───── GIVEN ENTRIES ─────
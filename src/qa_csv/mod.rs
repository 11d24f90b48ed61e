// src/qa_csv/mod.rs
use anyhow::{bail, Context, Result};
use csv::{ReaderBuilder, StringRecord};
use std::{
    fs::File,
    io::{BufReader, Read},
    path::Path,
};
use tracing::{info, warn};

pub const ID_COLUMN: &str = "ID";
pub const TITLE_COLUMN: &str = "标题";
pub const CONTENT_COLUMN: &str = "段落";
pub const QUESTION_COLUMN: &str = "问题";
pub const ANSWER_COLUMN: &str = "答案";

/// Converted rows between progress log lines.
pub const PROGRESS_INTERVAL: usize = 100;

/// Row id reported for skipped rows that carry no `ID` value.
const UNKNOWN_ROW: &str = "unknown";

/// One fully-populated CSV row.
#[derive(Debug, Clone, PartialEq, Eq)]
pub struct CsvRecord {
    pub doc_id: String,
    pub title: String,
    pub content: String,
    pub question: String,
    pub answer: String,
}

/// Result of projecting one row.
#[derive(Debug, Clone, PartialEq, Eq)]
pub enum RowOutcome {
    Converted(CsvRecord),
    /// `missing` is the first required column the row lacks.
    Skipped { row_id: String, missing: &'static str },
}

/// Header positions of the required columns, resolved once per file.
#[derive(Debug, Clone, Copy, PartialEq, Eq)]
pub struct QaColumns {
    id: Option<usize>,
    title: Option<usize>,
    content: Option<usize>,
    question: Option<usize>,
    answer: Option<usize>,
}

impl QaColumns {
    /// A column name that repeats resolves to its last occurrence.
    pub fn from_headers(headers: &StringRecord) -> Self {
        let find = |name: &str| {
            headers
                .iter()
                .collect::<Vec<_>>()
                .into_iter()
                .rposition(|h| h.trim_start_matches('\u{feff}') == name)
        };
        Self {
            id: find(ID_COLUMN),
            title: find(TITLE_COLUMN),
            content: find(CONTENT_COLUMN),
            question: find(QUESTION_COLUMN),
            answer: find(ANSWER_COLUMN),
        }
    }

    /// Project `row` onto a [`CsvRecord`], or report why it was skipped.
    pub fn project(&self, row: &StringRecord) -> RowOutcome {
        match self.try_project(row) {
            Ok(record) => RowOutcome::Converted(record),
            Err(missing) => RowOutcome::Skipped {
                row_id: self
                    .id
                    .and_then(|i| row.get(i))
                    .unwrap_or(UNKNOWN_ROW)
                    .to_string(),
                missing,
            },
        }
    }

    fn try_project(&self, row: &StringRecord) -> std::result::Result<CsvRecord, &'static str> {
        let field = |idx: Option<usize>, name: &'static str| {
            idx.and_then(|i| row.get(i))
                .map(str::to_string)
                .ok_or(name)
        };
        Ok(CsvRecord {
            doc_id: field(self.id, ID_COLUMN)?,
            title: field(self.title, TITLE_COLUMN)?,
            content: field(self.content, CONTENT_COLUMN)?,
            question: field(self.question, QUESTION_COLUMN)?,
            answer: field(self.answer, ANSWER_COLUMN)?,
        })
    }
}

/// Rows that made it through projection, plus how many did not.
#[derive(Debug, Clone, Default, PartialEq, Eq)]
pub struct CsvConversion {
    pub records: Vec<CsvRecord>,
    pub skipped: usize,
}

/// Read CSV with a header row from `reader` and project every row.
pub fn convert_rows<R: Read>(reader: R) -> Result<CsvConversion> {
    let mut rdr = ReaderBuilder::new()
        .flexible(true) // short rows are skipped, not fatal
        .from_reader(reader);

    let headers = rdr.headers().context("reading CSV header row")?.clone();
    let columns = QaColumns::from_headers(&headers);

    let mut conversion = CsvConversion::default();
    for (idx, result) in rdr.records().enumerate() {
        let row = result.with_context(|| format!("CSV parse error at record {}", idx))?;

        match columns.project(&row) {
            RowOutcome::Converted(record) => {
                conversion.records.push(record);
                let count = conversion.records.len();
                if count % PROGRESS_INTERVAL == 0 {
                    info!("Processed {} records...", count);
                }
            }
            RowOutcome::Skipped { row_id, missing } => {
                warn!("Missing field '{}' in row {}", missing, row_id);
                conversion.skipped += 1;
            }
        }
    }

    Ok(conversion)
}

/// Read and convert the CSV file at `path`.
#[tracing::instrument(level = "info", skip(path), fields(path = %path.display()))]
pub fn load_qa_csv(path: &Path) -> Result<CsvConversion> {
    info!("Reading CSV from: {}", path.display());

    if !path.exists() {
        bail!("CSV file not found at {}", path.display());
    }

    let file = File::open(path).with_context(|| format!("Failed to open CSV {}", path.display()))?;
    let conversion = convert_rows(BufReader::new(file))
        .with_context(|| format!("Failed to convert CSV {}", path.display()))?;

    info!(
        "converted {} rows, skipped {}",
        conversion.records.len(),
        conversion.skipped
    );
    Ok(conversion)
}

#[cfg(test)]
mod tests {
    use super::*;
    use crate::logging::capture::with_captured_logs;

    const HEADER: &str = "ID,标题,段落,问题,答案\n";

    fn record(id: &str) -> CsvRecord {
        CsvRecord {
            doc_id: id.to_string(),
            title: format!("t{}", id),
            content: format!("c{}", id),
            question: format!("q{}", id),
            answer: format!("a{}", id),
        }
    }

    #[test]
    fn test_complete_rows_convert() -> Result<()> {
        let data = format!("{}1,t1,c1,q1,a1\n2,t2,c2,q2,a2\n", HEADER);

        let conversion = convert_rows(data.as_bytes())?;

        assert_eq!(conversion.records, vec![record("1"), record("2")]);
        assert_eq!(conversion.skipped, 0);
        Ok(())
    }

    #[test]
    fn test_short_row_is_skipped_not_fatal() -> Result<()> {
        let data = format!("{}1,t1,c1,q1,a1\n2,t2\n3,t3,c3,q3,a3\n", HEADER);

        let conversion = convert_rows(data.as_bytes())?;

        assert_eq!(conversion.records, vec![record("1"), record("3")]);
        assert_eq!(conversion.skipped, 1);
        Ok(())
    }

    #[test]
    fn test_missing_header_column_skips_every_row() -> Result<()> {
        let data = "ID,标题,段落,问题\n1,t,c,q\n2,t,c,q\n";

        let conversion = convert_rows(data.as_bytes())?;

        assert!(conversion.records.is_empty());
        assert_eq!(conversion.skipped, 2);
        Ok(())
    }

    #[test]
    fn test_skip_reports_row_id_and_first_missing_column() {
        let headers = StringRecord::from(vec!["ID", "标题", "段落", "问题", "答案"]);
        let columns = QaColumns::from_headers(&headers);

        let outcome = columns.project(&StringRecord::from(vec!["42", "t"]));

        assert_eq!(
            outcome,
            RowOutcome::Skipped {
                row_id: "42".into(),
                missing: CONTENT_COLUMN
            }
        );
    }

    #[test]
    fn test_skip_without_id_column_is_unknown() {
        let headers = StringRecord::from(vec!["标题", "段落", "问题", "答案"]);
        let columns = QaColumns::from_headers(&headers);

        let outcome = columns.project(&StringRecord::from(vec!["t", "c", "q", "a"]));

        assert_eq!(
            outcome,
            RowOutcome::Skipped {
                row_id: "unknown".into(),
                missing: ID_COLUMN
            }
        );
    }

    #[test]
    fn test_columns_found_by_name_in_any_order() -> Result<()> {
        let data = "答案,extra,问题,ID,段落,标题\nཡིན།,x,ཅི།,9,para,title\n";

        let conversion = convert_rows(data.as_bytes())?;

        assert_eq!(
            conversion.records,
            vec![CsvRecord {
                doc_id: "9".into(),
                title: "title".into(),
                content: "para".into(),
                question: "ཅི།".into(),
                answer: "ཡིན།".into(),
            }]
        );
        Ok(())
    }

    #[test]
    fn test_empty_values_are_present() -> Result<()> {
        let data = format!("{}5,,,,\n", HEADER);

        let conversion = convert_rows(data.as_bytes())?;

        assert_eq!(conversion.records.len(), 1);
        assert_eq!(conversion.records[0].doc_id, "5");
        assert_eq!(conversion.records[0].answer, "");
        Ok(())
    }

    #[test]
    fn test_byte_order_mark_and_quoted_fields() -> Result<()> {
        let data = format!("\u{feff}{}1,\"a, b\",\"multi\nline\",q,a\n", HEADER);

        let conversion = convert_rows(data.as_bytes())?;

        assert_eq!(conversion.records.len(), 1);
        assert_eq!(conversion.records[0].doc_id, "1");
        assert_eq!(conversion.records[0].title, "a, b");
        assert_eq!(conversion.records[0].content, "multi\nline");
        Ok(())
    }

    #[test]
    fn test_many_rows_in_order() -> Result<()> {
        let mut data = HEADER.to_string();
        for i in 0..250 {
            data.push_str(&format!("{i},t{i},c{i},q{i},a{i}\n"));
        }

        let conversion = convert_rows(data.as_bytes())?;

        assert_eq!(conversion.records.len(), 250);
        assert_eq!(conversion.records[249], record("249"));
        Ok(())
    }

    #[test]
    fn test_duplicate_header_uses_last_column() -> Result<()> {
        let data = "ID,标题,段落,问题,答案,ID\n1,t,c,q,a,2\n";

        let conversion = convert_rows(data.as_bytes())?;

        assert_eq!(conversion.records.len(), 1);
        assert_eq!(conversion.records[0].doc_id, "2");
        Ok(())
    }

    #[test]
    fn test_progress_and_skip_warnings_are_logged() -> Result<()> {
        let mut data = HEADER.to_string();
        data.push_str("1,t1,c1,q1,a1\n2,t2\n");
        for i in 3..=251 {
            data.push_str(&format!("{i},t{i},c{i},q{i},a{i}\n"));
        }

        let (conversion, logs) = with_captured_logs(|| convert_rows(data.as_bytes()));
        let conversion = conversion?;

        assert_eq!(conversion.records.len(), 250);
        assert_eq!(conversion.skipped, 1);
        assert!(logs.contains("Processed 100 records..."));
        assert!(logs.contains("Processed 200 records..."));
        assert!(!logs.contains("Processed 300 records..."));
        assert_eq!(logs.matches("Processed ").count(), 2);
        assert!(logs.contains("Missing field '段落' in row 2"));
        Ok(())
    }

    #[test]
    fn test_load_missing_file_fails() {
        let dir = tempfile::tempdir().unwrap();
        let err = load_qa_csv(&dir.path().join("absent.csv")).unwrap_err();
        assert!(err.to_string().contains("CSV file not found"));
    }
}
─────
■ AIM OF THE EXERCISE ■
Restate, please, word for word the span of records running from the first line to the line bearing "pub fn from_headers(headers: &StringRecord)", both included, and nothing outside it.

■ RESPONSE AREA ■
filename src/qa_csv/mod.rs
repository 11d24f90b48ed61e
// src/qa_csv/mod.rs
use anyhow::{bail, Context, Result};
use csv::{ReaderBuilder, StringRecord};
use std::{
    fs::File,
    io::{BufReader, Read},
    path::Path,
};
use tracing::{info, warn};

pub const ID_COLUMN: &str = "ID";
pub const TITLE_COLUMN: &str = "标题";
pub const CONTENT_COLUMN: &str = "段落";
pub const QUESTION_COLUMN: &str = "问题";
pub const ANSWER_COLUMN: &str = "答案";

/// Converted rows between progress log lines.
pub const PROGRESS_INTERVAL: usize = 100;

/// Row id reported for skipped rows that carry no `ID` value.
const UNKNOWN_ROW: &str = "unknown";

/// One fully-populated CSV row.
#[derive(Debug, Clone, PartialEq, Eq)]
pub struct CsvRecord {
    pub doc_id: String,
    pub title: String,
    pub content: String,
    pub question: String,
    pub answer: String,
}

/// Result of projecting one row.
#[derive(Debug, Clone, PartialEq, Eq)]
pub enum RowOutcome {
    Converted(CsvRecord),
    /// `missing` is the first required column the row lacks.
    Skipped { row_id: String, missing: &'static str },
}

/// Header positions of the required columns, resolved once per file.
#[derive(Debug, Clone, Copy, PartialEq, Eq)]
pub struct QaColumns {
    id: Option<usize>,
    title: Option<usize>,
    content: Option<usize>,
    question: Option<usize>,
    answer: Option<usize>,
}

impl QaColumns {
    /// A column name that repeats resolves to its last occurrence.
    pub fn from_headers(headers: &StringRecord) -> Self {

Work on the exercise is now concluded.